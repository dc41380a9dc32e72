use std::path::PathBuf;
use std::str::FromStr;

use crate::error::{Error, Result};
use crate::language::{normalize, LanguageMappings};

#[derive(Debug, Clone, Copy, PartialEq, Eq)]
pub enum Action {
    Upload,
    Download,
}

impl FromStr for Action {
    type Err = Error;

    fn from_str(s: &str) -> Result<Self> {
        match s {
            "upload" => Ok(Action::Upload),
            "download" => Ok(Action::Download),
            other => Err(Error::InvalidAction {
                action: other.to_string(),
            }),
        }
    }
}

/// Everything one run needs to know about the file being transferred.
#[derive(Debug, Clone, PartialEq, Eq)]
pub struct Invocation {
    pub action: Action,
    pub label: Option<String>,
    pub project_id: String,
    pub local_path: PathBuf,
    pub remote_file_name: String,
    /// Raw until [`Invocation::with_normalized_language`] rewrites it.
    pub language: String,
}

const REQUIRED_OPERANDS: [&str; 4] = [
    "project id",
    "local file path",
    "remote file name",
    "language code",
];

impl Invocation {
    /// Parses `[label] <project id> <local file> <remote file name> <language>`.
    ///
    /// The action is checked first so an unknown action is reported even
    /// when the operands are incomplete.
    pub fn parse(action: &str, operands: &[String]) -> Result<Self> {
        let action = action.parse::<Action>()?;

        let (label, rest) = match operands.len() {
            n if n > REQUIRED_OPERANDS.len() + 1 => {
                return Err(Error::UnexpectedArgument {
                    value: operands[REQUIRED_OPERANDS.len() + 1].clone(),
                });
            }
            n if n == REQUIRED_OPERANDS.len() + 1 => (Some(operands[0].clone()), &operands[1..]),
            _ => (None, operands),
        };

        let field = |index: usize| -> Result<String> {
            match rest.get(index) {
                Some(value) if !value.is_empty() => Ok(value.clone()),
                _ => Err(Error::MissingArgument {
                    arg: REQUIRED_OPERANDS[index],
                }),
            }
        };

        let project_id = field(0)?;
        let local_path = PathBuf::from(field(1)?);
        let remote_file_name = field(2)?;
        let language = field(3)?;

        Ok(Self {
            action,
            label: label.filter(|l| !l.is_empty()),
            project_id,
            local_path,
            remote_file_name,
            language,
        })
    }

    pub fn with_normalized_language(mut self, mappings: &LanguageMappings) -> Self {
        self.language = normalize(&self.language, mappings).to_string();
        self
    }
}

-------

• _Task instructions_
Whenever the word "rest" occurs in a line of the listing above, return that line.

• _Task solution_
        let (label, rest) = match operands.len() {
            match rest.get(index) {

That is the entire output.